I think I am physically very healthy. I regularly work out in various ways (some strength, some running, some High Intensity Interval Training). I have the base knowledge of what food is good for you and what food isn't the best to eat every day. But I do have some health problems and I think that my diet (not "diet" as in like, "I won't eat sugar for a month" kind of diet, but diet meaning like the foods that I eat every day) needs an overhaul.

I've always struggled with my weight. I did Weight Watchers in 2006 and it was incredibly successful and it taught me to pay attention to portion sizes, but it provided very little as to WHAT to eat. Example: I would buy whatever processed foods that were low in calorie or had a snazzy "Only 100 calories!!" because I knew that it would be sweet, carby, and only add up to 2 Weight Watchers points, but yet I avoided eating a banana because it was sometimes 3 points.

That same year I started to be very active, I trained for half marathons and worked out really hard three times a week, and I gained allllll my weight back. For the past three years, my weight has been up and down and all over the place. To be healthier overall, I should to lose about 20lbs. For vanity reasons, I'd like to lose another 10lbs.

But that's just the weight component, which is really secondary to the big picture. Technically...I could probably stay this weight and my doctor wouldn't complain too terribly much. My real health concern is my diet. I can eat oohhhhhh so healthy sometimes and then others, eat like total and complete crap. I am a sugar addict. I avoid bread and potatoes to minimize my carb intake, but can't go more than a few days without a McDonald's medium Coca Cola (which is conveniently on sale for $1 throughout the summer). If my problem stopped there, I wouldn't be too concerned. But I have mad cravings (that I give into most of the time) that leave me feeling not great. Emotional eating is certainly a problem of mine, and it's not a great feeling to have. I think it's fine to have a Coke or a treat every day even, but I go without for days or a week, and then totally cave and sugar binge. I've come to the conclusion that I need to kick my sugar binge cycle, while finding out which foods are best for my body, without being neurotic about the whole thing. (<----that is really the MOST important. I want something lifelong...not a six month Weight Watchers repeat)

I have to admit when I read about the diet changes my friend was taking, I was ready to buy all the books and food, and just jump in, and then I realized that while I totally and completely agree with her approach, that I need to take baby steps.

I mean, it was just two weeks ago that we signed up for SOS CUISINE because we weren't even eating meals at home. For me to embark on a complete lifestyle change, while I'm going through all of this moving stuff and job hunting stuff, isn't practical. So for now, I'm making tiny, tiny changes to my diet (again, not diet, but the food that I eat), and I'm doing a lot of research (which, now that I write about it, is pretty much how my friend started out, so I guess I am copying her! :P).

I also find it incredibly interesting to read about which foods are good for whichever health condition.
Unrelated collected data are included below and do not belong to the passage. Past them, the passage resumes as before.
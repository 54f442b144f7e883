// Test file - these are expected patterns in test code
#![allow(clippy::unwrap_used)]
#![allow(clippy::expect_used)]

//! Edge Case Tests for Authentication
//!
//! Tests boundary conditions in:
//! - JWT token handling (AUTH-J01 to AUTH-J06)
//! - Cron secret comparison (AUTH-C01 to AUTH-C03)

#[cfg(test)]
mod jwt_tests {
    use time::{Duration, OffsetDateTime};
    use uuid::Uuid;

    use super::super::jwt::*;

    const SECRET: &str = "test-jwt-secret-key-for-testing-only";

    fn claims_expiring_in(offset: Duration) -> Claims {
        let now = OffsetDateTime::now_utc();
        Claims {
            sub: Uuid::new_v4(),
            tenant_id: Uuid::new_v4(),
            exp: (now + offset).unix_timestamp(),
            iat: now.unix_timestamp(),
        }
    }

    // =========================================================================
    // AUTH-J01: Issued token round-trips user and tenant
    // =========================================================================
    #[test]
    fn test_generated_token_validates() {
        let manager = JwtManager::new(SECRET, 24);
        let user_id = Uuid::new_v4();
        let tenant_id = Uuid::new_v4();

        let token = manager.generate_access_token(user_id, tenant_id).unwrap();
        let claims = manager.validate_access_token(&token).unwrap();

        assert_eq!(claims.sub, user_id);
        assert_eq!(claims.tenant_id, tenant_id);
        assert!(claims.exp > claims.iat);
    }

    // =========================================================================
    // AUTH-J02: Token expired beyond the leeway is rejected as expired
    // =========================================================================
    #[test]
    fn test_expired_token_rejected() {
        let manager = JwtManager::new(SECRET, 24);
        let token = manager
            .encode(&claims_expiring_in(Duration::minutes(-5)))
            .unwrap();

        assert!(matches!(
            manager.validate_access_token(&token),
            Err(JwtError::Expired)
        ));
    }

    // =========================================================================
    // AUTH-J03: Token expired within the 60s leeway is still accepted
    // =========================================================================
    #[test]
    fn test_expiry_within_leeway_accepted() {
        let manager = JwtManager::new(SECRET, 24);
        let token = manager
            .encode(&claims_expiring_in(Duration::seconds(-30)))
            .unwrap();

        assert!(manager.validate_access_token(&token).is_ok());
    }

    // =========================================================================
    // AUTH-J04: Token signed with another secret is invalid
    // =========================================================================
    #[test]
    fn test_wrong_secret_rejected() {
        let issuer = JwtManager::new("some-other-secret", 24);
        let verifier = JwtManager::new(SECRET, 24);
        let token = issuer
            .generate_access_token(Uuid::new_v4(), Uuid::new_v4())
            .unwrap();

        assert!(matches!(
            verifier.validate_access_token(&token),
            Err(JwtError::Invalid(_))
        ));
    }

    // =========================================================================
    // AUTH-J05: Garbage and tampered tokens are invalid
    // =========================================================================
    #[test]
    fn test_malformed_tokens_rejected() {
        let manager = JwtManager::new(SECRET, 24);
        assert!(manager.validate_access_token("").is_err());
        assert!(manager.validate_access_token("a.b.c").is_err());

        let token = manager
            .generate_access_token(Uuid::new_v4(), Uuid::new_v4())
            .unwrap();
        let mut parts: Vec<&str> = token.split('.').collect();
        parts[2] = "AAAA";
        assert!(manager.validate_access_token(&parts.join(".")).is_err());
    }

    // =========================================================================
    // AUTH-J06: Token without a tenant claim is invalid
    // =========================================================================
    #[test]
    fn test_missing_tenant_claim_rejected() {
        #[derive(serde::Serialize)]
        struct NoTenant {
            sub: Uuid,
            exp: i64,
        }

        let token = jsonwebtoken::encode(
            &jsonwebtoken::Header::default(),
            &NoTenant {
                sub: Uuid::new_v4(),
                exp: (OffsetDateTime::now_utc() + Duration::hours(1)).unix_timestamp(),
            },
            &jsonwebtoken::EncodingKey::from_secret(SECRET.as_bytes()),
        )
        .unwrap();

        let manager = JwtManager::new(SECRET, 24);
        assert!(matches!(
            manager.validate_access_token(&token),
            Err(JwtError::Invalid(_))
        ));
    }
}

#[cfg(test)]
mod cron_secret_tests {
    use super::super::middleware::secrets_match;

    // =========================================================================
    // AUTH-C01: Exact match only
    // =========================================================================
    #[test]
    fn test_exact_match() {
        assert!(secrets_match("cron-secret", "cron-secret"));
        assert!(!secrets_match("cron-secreT", "cron-secret"));
    }

    // =========================================================================
    // AUTH-C02: Prefix and extension of the secret do not match
    // =========================================================================
    #[test]
    fn test_length_mismatch() {
        assert!(!secrets_match("cron", "cron-secret"));
        assert!(!secrets_match("cron-secret-2", "cron-secret"));
    }

    // =========================================================================
    // AUTH-C03: Empty input never matches a configured secret
    // =========================================================================
    #[test]
    fn test_empty_never_matches() {
        assert!(!secrets_match("", "cron-secret"));
    }
}
//! Authentication and subscription gating middleware for Axum

use axum::{
    extract::{Request, State},
    http::{header::AUTHORIZATION, HeaderMap, HeaderValue, StatusCode},
    middleware::Next,
    response::{IntoResponse, Response},
    Json,
};
use serde_json::json;
use subtle::ConstantTimeEq;
use uuid::Uuid;

use pediu_billing::{AccessDecision, AccessEvaluation};
use pediu_checkout::Caller;

use crate::{error::ApiError, state::AppState};

pub const HEADER_BILLING_MODE: &str = "x-billing-mode";
pub const HEADER_BILLING_REASON: &str = "x-billing-reason";
pub const HEADER_GRACE_DAYS_REMAINING: &str = "x-grace-days-remaining";

/// Identity extracted from a verified JWT
#[derive(Debug, Clone, Copy, PartialEq, Eq)]
pub struct AuthUser {
    pub user_id: Uuid,
    pub tenant_id: Uuid,
}

impl AuthUser {
    pub fn caller(&self) -> Caller {
        Caller {
            user_id: self.user_id,
            tenant_id: self.tenant_id,
        }
    }
}

#[derive(Debug, thiserror::Error)]
pub enum AuthError {
    #[error("Missing authentication")]
    MissingAuth,
    #[error("Invalid or expired token")]
    InvalidToken,
    #[error("Invalid cron secret")]
    InvalidCronSecret,
    #[error("Cron endpoint disabled")]
    CronDisabled,
}

impl IntoResponse for AuthError {
    fn into_response(self) -> Response {
        let (status, message) = match self {
            AuthError::MissingAuth => (StatusCode::UNAUTHORIZED, "Authentication required"),
            AuthError::InvalidToken => (StatusCode::UNAUTHORIZED, "Invalid or expired token"),
            AuthError::InvalidCronSecret => (StatusCode::UNAUTHORIZED, "Invalid cron secret"),
            AuthError::CronDisabled => (StatusCode::SERVICE_UNAVAILABLE, "Cron endpoint disabled"),
        };

        let body = Json(json!({
            "error": message,
            "code": status.as_u16()
        }));

        (status, body).into_response()
    }
}

/// Bearer token from the Authorization header
pub(crate) fn extract_bearer_token(headers: &HeaderMap) -> Option<&str> {
    headers
        .get(AUTHORIZATION)
        .and_then(|h| h.to_str().ok())
        .and_then(|h| h.strip_prefix("Bearer "))
        .map(str::trim)
        .filter(|t| !t.is_empty())
}

/// Billing endpoints stay reachable for blocked tenants so they can pay
pub(crate) fn is_billing_endpoint(path: &str) -> bool {
    path.starts_with("/api/v1/billing")
}

pub(crate) fn secrets_match(provided: &str, expected: &str) -> bool {
    provided.as_bytes().ct_eq(expected.as_bytes()).into()
}

/// Advisory headers for a tenant that is allowed with a warning
pub(crate) fn apply_billing_headers(headers: &mut HeaderMap, evaluation: &AccessEvaluation) {
    headers.insert(HEADER_BILLING_MODE, HeaderValue::from_static("warning"));
    if let Some(reason) = evaluation.reason {
        headers.insert(HEADER_BILLING_REASON, HeaderValue::from_static(reason.as_str()));
    }
    if let Some(days) = evaluation.grace_days_remaining {
        headers.insert(HEADER_GRACE_DAYS_REMAINING, HeaderValue::from(days));
    }
}

/// Middleware that requires a valid JWT
pub async fn require_auth(
    State(state): State<AppState>,
    mut request: Request,
    next: Next,
) -> Response {
    let Some(token) = extract_bearer_token(request.headers()) else {
        tracing::debug!(path = %request.uri().path(), "require_auth: no bearer token");
        return AuthError::MissingAuth.into_response();
    };

    match state.jwt_manager.validate_access_token(token) {
        Ok(claims) => {
            let user = AuthUser {
                user_id: claims.sub,
                tenant_id: claims.tenant_id,
            };
            request.extensions_mut().insert(user);
            next.run(request).await
        }
        Err(e) => {
            tracing::warn!(path = %request.uri().path(), error = %e, "require_auth: token rejected");
            AuthError::InvalidToken.into_response()
        }
    }
}

/// Middleware that gates a tenant-scoped route on subscription access.
/// Must run after [`require_auth`].
pub async fn require_subscription_access(
    State(state): State<AppState>,
    request: Request,
    next: Next,
) -> Response {
    let Some(user) = request.extensions().get::<AuthUser>().copied() else {
        return AuthError::MissingAuth.into_response();
    };

    if is_billing_endpoint(request.uri().path()) {
        return next.run(request).await;
    }

    let evaluation = match state.billing.access.evaluate_access(user.tenant_id).await {
        Ok(evaluation) => evaluation,
        Err(e) => return ApiError::from(e).into_response(),
    };

    match evaluation.decision {
        AccessDecision::Active => next.run(request).await,
        AccessDecision::ActiveWithWarning => {
            let mut response = next.run(request).await;
            apply_billing_headers(response.headers_mut(), &evaluation);
            response
        }
        AccessDecision::Blocked => {
            tracing::info!(
                tenant_id = %user.tenant_id,
                reason = evaluation.reason.map(|r| r.as_str()),
                "Request blocked by subscription status"
            );
            ApiError::AccessBlocked(evaluation).into_response()
        }
    }
}

/// Middleware for scheduler-triggered endpoints: `Authorization: Bearer <CRON_SECRET>`
pub async fn require_cron_secret(
    State(state): State<AppState>,
    request: Request,
    next: Next,
) -> Response {
    let Some(expected) = state.config.cron_secret.as_deref() else {
        tracing::warn!("Cron request refused, CRON_SECRET is not configured");
        return AuthError::CronDisabled.into_response();
    };

    let provided = extract_bearer_token(request.headers()).unwrap_or_default();
    if !secrets_match(provided, expected) {
        tracing::warn!(path = %request.uri().path(), "Cron request with invalid secret");
        return AuthError::InvalidCronSecret.into_response();
    }

    next.run(request).await
}
//! Storage seam for subscriptions and invoices
//!
//! Each write is a single conditional statement whose predicate makes it a
//! no-op on re-run, so the sweep can be repeated or interrupted at any point.

use async_trait::async_trait;
use time::{Date, OffsetDateTime};
use uuid::Uuid;

use pediu_shared::InvoiceStatus;

use crate::access::SubscriptionRecord;
use crate::error::BillingResult;

/// Suspension reason recorded when a tenant's overdue invoice outlives grace
pub const REASON_OVERDUE_INVOICE: &str = "overdue_invoice";

/// Suspension reason recorded when a trial runs out
pub const REASON_TRIAL_EXPIRED: &str = "trial_expired";

#[derive(Debug, Clone, PartialEq, Eq)]
pub struct Invoice {
    pub id: Uuid,
    pub tenant_id: Uuid,
    pub amount_cents: i64,
    pub status: InvoiceStatus,
    pub due_date: Date,
}

/// A tenant with at least one overdue invoice
#[derive(Debug, Clone, Copy, PartialEq, Eq)]
pub struct OverdueTenant {
    pub tenant_id: Uuid,
    /// Due date of the oldest overdue invoice
    pub earliest_due: Date,
}

#[async_trait]
pub trait BillingStore: Send + Sync {
    async fn find_subscription(&self, tenant_id: Uuid) -> BillingResult<Option<SubscriptionRecord>>;

    /// Tenants owning a `pending` invoice due before `today`
    async fn tenants_with_lapsed_invoices(&self, today: Date) -> BillingResult<Vec<Uuid>>;

    /// Flip the tenant's `pending` invoices due before `today` to `overdue`
    async fn mark_invoices_overdue(
        &self,
        tenant_id: Uuid,
        today: Date,
        now: OffsetDateTime,
    ) -> BillingResult<u64>;

    async fn overdue_tenants(&self) -> BillingResult<Vec<OverdueTenant>>;

    /// Move an `active` subscription to `past_due` with a fresh grace end.
    /// Returns whether a row changed.
    async fn mark_past_due(
        &self,
        tenant_id: Uuid,
        grace_period_ends_at: OffsetDateTime,
        now: OffsetDateTime,
    ) -> BillingResult<bool>;

    /// Suspend a subscription that is neither suspended nor cancelled.
    /// Already suspended rows keep their reason.
    async fn suspend(&self, tenant_id: Uuid, reason: &str, now: OffsetDateTime)
        -> BillingResult<bool>;

    /// Tenants whose subscription is `trialing` with a trial end at or before `now`
    async fn expired_trials(&self, now: OffsetDateTime) -> BillingResult<Vec<Uuid>>;

    /// Suspend a trial that is still `trialing` and has ended by `now`
    async fn expire_trial(&self, tenant_id: Uuid, now: OffsetDateTime) -> BillingResult<bool>;
}
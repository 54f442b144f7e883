//! Storage seams for checkout
//!
//! Every coordination guarantee lives behind these traits: uniqueness of
//! `(tenant, idempotency key)`, uniqueness of the order code per store and
//! the capped coupon increment. Implementations: [`crate::pg::PgCheckoutStore`]
//! and [`crate::memory::InMemoryCheckoutStore`].

use async_trait::async_trait;
use time::OffsetDateTime;
use uuid::Uuid;

use pediu_shared::StoreSettings;

use crate::coupons::{AppliedCoupon, Coupon};
use crate::error::CheckoutResult;
use crate::idempotency::{IdempotencyRecord, NewIdempotencyRecord};
use crate::orders::OrderSubmission;
use crate::pricing::Totals;

/// The parts of a store checkout needs
#[derive(Debug, Clone, PartialEq, Eq)]
pub struct StoreProfile {
    pub id: Uuid,
    pub tenant_id: Uuid,
    pub settings: StoreSettings,
}

/// Everything written by one order commit
#[derive(Debug, Clone)]
pub struct NewOrder {
    pub id: Uuid,
    pub tenant_id: Uuid,
    pub code: String,
    pub submission: OrderSubmission,
    pub totals: Totals,
    pub coupon: Option<AppliedCoupon>,
    pub idempotency: NewIdempotencyRecord,
    pub created_at: OffsetDateTime,
}

/// Result of the atomic order write. Anything but `Committed` means no rows
/// were written.
#[derive(Debug, Clone, Copy, PartialEq, Eq)]
pub enum CommitOutcome {
    Committed,
    /// Another request already holds `(tenant, idempotency key)`
    KeyTaken,
    /// The generated order code already exists for this store
    CodeTaken,
    /// The coupon's usage cap was reached before this increment
    CouponExhausted,
}

#[async_trait]
pub trait StoreDirectory: Send + Sync {
    async fn find_store(&self, store_id: Uuid) -> CheckoutResult<Option<StoreProfile>>;
}

#[async_trait]
pub trait CouponStore: Send + Sync {
    /// Look a coupon up by store and upper-cased code
    async fn find_coupon(&self, store_id: Uuid, code: &str) -> CheckoutResult<Option<Coupon>>;
}

#[async_trait]
pub trait IdempotencyStore: Send + Sync {
    async fn find_record(
        &self,
        tenant_id: Uuid,
        key: Uuid,
    ) -> CheckoutResult<Option<IdempotencyRecord>>;

    async fn purge_expired(&self, now: OffsetDateTime) -> CheckoutResult<u64>;
}

#[async_trait]
pub trait OrderStore: Send + Sync {
    /// Write the idempotency record, order, items, modifiers, creation event
    /// and coupon increment as one unit.
    async fn commit_order(&self, order: &NewOrder) -> CheckoutResult<CommitOutcome>;
}

/// Convenience bound for a backend that provides every checkout seam
pub trait CheckoutStore: StoreDirectory + CouponStore + IdempotencyStore + OrderStore {}

impl<T> CheckoutStore for T where T: StoreDirectory + CouponStore + IdempotencyStore + OrderStore {}
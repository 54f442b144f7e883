//! Billing lifecycle sweep
//!
//! Advances invoices and subscriptions independently of request traffic:
//!
//! 1. Pending invoices due before today become `overdue`.
//! 2. Active subscriptions of tenants with an overdue invoice become
//!    `past_due`, with the grace period counted from the oldest due date.
//! 3. Tenants whose oldest overdue invoice is older than the grace period are
//!    suspended (unless auto-suspend is off).
//! 4. Trials that have ended are suspended with reason `trial_expired`.
//!
//! Tenants are processed one at a time. A failed write is logged and counted
//! in [`SweepReport::errors`]; the sweep moves on to the next tenant.

use std::sync::Arc;

use serde::{Deserialize, Serialize};
use time::{Date, Duration, OffsetDateTime};
use uuid::Uuid;

use crate::error::{BillingError, BillingResult};
use crate::store::{BillingStore, OverdueTenant, REASON_OVERDUE_INVOICE};

pub const DEFAULT_GRACE_PERIOD_DAYS: i64 = 3;

const MAX_GRACE_PERIOD_DAYS: i64 = 365;

/// Billing knobs, read once at startup
#[derive(Debug, Clone, Copy, PartialEq, Eq)]
pub struct BillingPolicy {
    pub grace_period_days: i64,
    pub auto_suspend_enabled: bool,
}

impl Default for BillingPolicy {
    fn default() -> Self {
        Self {
            grace_period_days: DEFAULT_GRACE_PERIOD_DAYS,
            auto_suspend_enabled: true,
        }
    }
}

impl BillingPolicy {
    /// Read `GRACE_PERIOD_DAYS` and `AUTO_SUSPEND_ENABLED`, falling back to
    /// the defaults when unset
    pub fn from_env() -> BillingResult<Self> {
        let mut policy = Self::default();

        if let Ok(raw) = std::env::var("GRACE_PERIOD_DAYS") {
            policy.grace_period_days = parse_grace_days(&raw)?;
        }
        if let Ok(raw) = std::env::var("AUTO_SUSPEND_ENABLED") {
            policy.auto_suspend_enabled = parse_flag(&raw)?;
        }

        Ok(policy)
    }

    fn grace(&self) -> Duration {
        Duration::days(self.grace_period_days)
    }

    /// End of the grace period for an invoice due on `due_date`
    pub fn grace_ends_at(&self, due_date: Date) -> OffsetDateTime {
        let start = due_date.midnight().assume_utc();
        start.checked_add(self.grace()).unwrap_or(start)
    }

    /// Whether an invoice due on `due_date` has outlived the grace period by `today`
    pub fn is_past_grace(&self, due_date: Date, today: Date) -> bool {
        match today.checked_sub(self.grace()) {
            Some(cutoff) => due_date < cutoff,
            None => false,
        }
    }
}

fn parse_grace_days(raw: &str) -> BillingResult<i64> {
    let days: i64 = raw
        .trim()
        .parse()
        .map_err(|_| BillingError::Config(format!("GRACE_PERIOD_DAYS is not a number: {}", raw)))?;
    if !(0..=MAX_GRACE_PERIOD_DAYS).contains(&days) {
        return Err(BillingError::Config(format!(
            "GRACE_PERIOD_DAYS must be between 0 and {}",
            MAX_GRACE_PERIOD_DAYS
        )));
    }
    Ok(days)
}

fn parse_flag(raw: &str) -> BillingResult<bool> {
    match raw.trim().to_ascii_lowercase().as_str() {
        "1" | "true" | "yes" | "on" => Ok(true),
        "0" | "false" | "no" | "off" => Ok(false),
        other => Err(BillingError::Config(format!(
            "AUTO_SUSPEND_ENABLED is not a boolean: {}",
            other
        ))),
    }
}

/// Counts from one sweep run
#[derive(Debug, Clone, Copy, Default, PartialEq, Eq, Serialize, Deserialize)]
pub struct SweepReport {
    pub overdue_invoices: u64,
    pub past_due_subscriptions: u64,
    pub suspended_tenants: u64,
    pub expired_trials: u64,
    pub errors: u64,
}

impl SweepReport {
    pub fn is_clean(&self) -> bool {
        self.errors == 0
    }
}

#[derive(Clone)]
pub struct LifecycleSweep {
    store: Arc<dyn BillingStore>,
    policy: BillingPolicy,
}

impl LifecycleSweep {
    pub fn new(store: Arc<dyn BillingStore>, policy: BillingPolicy) -> Self {
        Self { store, policy }
    }

    pub fn policy(&self) -> &BillingPolicy {
        &self.policy
    }

    pub async fn run(&self) -> SweepReport {
        self.run_at(OffsetDateTime::now_utc()).await
    }

    /// Run every step as of `now`. Safe to call repeatedly.
    pub async fn run_at(&self, now: OffsetDateTime) -> SweepReport {
        let today = now.date();
        let mut report = SweepReport::default();

        self.mark_overdue_invoices(today, now, &mut report).await;
        self.advance_overdue_tenants(today, now, &mut report).await;
        self.expire_trials(now, &mut report).await;

        tracing::info!(
            overdue_invoices = report.overdue_invoices,
            past_due = report.past_due_subscriptions,
            suspended = report.suspended_tenants,
            expired_trials = report.expired_trials,
            errors = report.errors,
            "Billing lifecycle sweep complete"
        );

        report
    }

    async fn mark_overdue_invoices(
        &self,
        today: Date,
        now: OffsetDateTime,
        report: &mut SweepReport,
    ) {
        let tenants = match self.store.tenants_with_lapsed_invoices(today).await {
            Ok(tenants) => tenants,
            Err(e) => {
                tracing::error!(error = %e, "Failed to list tenants with lapsed invoices");
                report.errors += 1;
                return;
            }
        };

        for tenant_id in tenants {
            match self.store.mark_invoices_overdue(tenant_id, today, now).await {
                Ok(0) => {}
                Ok(marked) => {
                    tracing::info!(tenant_id = %tenant_id, invoices = marked, "Invoices marked overdue");
                    report.overdue_invoices += marked;
                }
                Err(e) => {
                    tracing::warn!(tenant_id = %tenant_id, error = %e, "Failed to mark invoices overdue");
                    report.errors += 1;
                }
            }
        }
    }

    async fn advance_overdue_tenants(
        &self,
        today: Date,
        now: OffsetDateTime,
        report: &mut SweepReport,
    ) {
        let overdue = match self.store.overdue_tenants().await {
            Ok(overdue) => overdue,
            Err(e) => {
                tracing::error!(error = %e, "Failed to list tenants with overdue invoices");
                report.errors += 1;
                return;
            }
        };

        for tenant in overdue {
            if let Err(e) = self.advance_tenant(&tenant, today, now, report).await {
                tracing::warn!(
                    tenant_id = %tenant.tenant_id,
                    error = %e,
                    "Failed to advance overdue tenant"
                );
                report.errors += 1;
            }
        }
    }

    async fn advance_tenant(
        &self,
        tenant: &OverdueTenant,
        today: Date,
        now: OffsetDateTime,
        report: &mut SweepReport,
    ) -> BillingResult<()> {
        let grace_ends_at = self.policy.grace_ends_at(tenant.earliest_due);
        if self
            .store
            .mark_past_due(tenant.tenant_id, grace_ends_at, now)
            .await?
        {
            tracing::info!(
                tenant_id = %tenant.tenant_id,
                grace_ends_at = %grace_ends_at,
                "Subscription moved to past_due"
            );
            report.past_due_subscriptions += 1;
        }

        if !self.policy.auto_suspend_enabled
            || !self.policy.is_past_grace(tenant.earliest_due, today)
        {
            return Ok(());
        }

        if self
            .store
            .suspend(tenant.tenant_id, REASON_OVERDUE_INVOICE, now)
            .await?
        {
            tracing::info!(
                tenant_id = %tenant.tenant_id,
                earliest_due = %tenant.earliest_due,
                "Tenant suspended for overdue invoice"
            );
            report.suspended_tenants += 1;
        }

        Ok(())
    }

    async fn expire_trials(&self, now: OffsetDateTime, report: &mut SweepReport) {
        let tenants: Vec<Uuid> = match self.store.expired_trials(now).await {
            Ok(tenants) => tenants,
            Err(e) => {
                tracing::error!(error = %e, "Failed to list expired trials");
                report.errors += 1;
                return;
            }
        };

        for tenant_id in tenants {
            match self.store.expire_trial(tenant_id, now).await {
                Ok(true) => {
                    tracing::info!(tenant_id = %tenant_id, "Trial expired, tenant suspended");
                    report.expired_trials += 1;
                }
                Ok(false) => {}
                Err(e) => {
                    tracing::warn!(tenant_id = %tenant_id, error = %e, "Failed to expire trial");
                    report.errors += 1;
                }
            }
        }
    }
}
There are some foods that are anti-inflammatory, there are some foods that are known to aggravate one's gut, there are some foods that are helpful if someone has an auto-immune disease.

Personally, I'd like to find foods that help to regulate my blood sugar so that I'm not on highs and crashes all the time (and this goes much further than just consuming complex carbs and enough fat/protein like I had originally thought), foods that help my muscles heal after a strength workout, foods that help keep my bones and joints strong while I run, and foods that may lead to less anxiety, which is always something that has been around in my world. (For example, did you know that some people that suffer from Generalized Anxiety Disorder suffer from a lack of Magnesium?)

I don't know if it's as simple as this...but imagine if I stop eating a certain type of foods and then notice that my headaches go away? Or that I'm less sore after a workout? All because of what I eat? I think that the amount of information out there is completely overwhelming, so for the moment, I am going to focus on WHOLE foods. Meaning as little processed food as possible. I think it's amazing to find out that some of the "healthy" food that we eat is actually processed and contains tons of chemicals and preservatives. Especially since I've started cooking again, I notice that some of what goes into my recipes is actual total crap. This frustrates me because here I am cooking, using healthy ingredients to try to get and stay as healthy as possible, and here I'm shoving it full of growth hormones, pesticides, etc!

I'm going to make sure I start labelling my posts, so if the nutrition stuff bores you, feel free to skip ahead.

In the meantime, I'm looking forward to learning more about FOOD!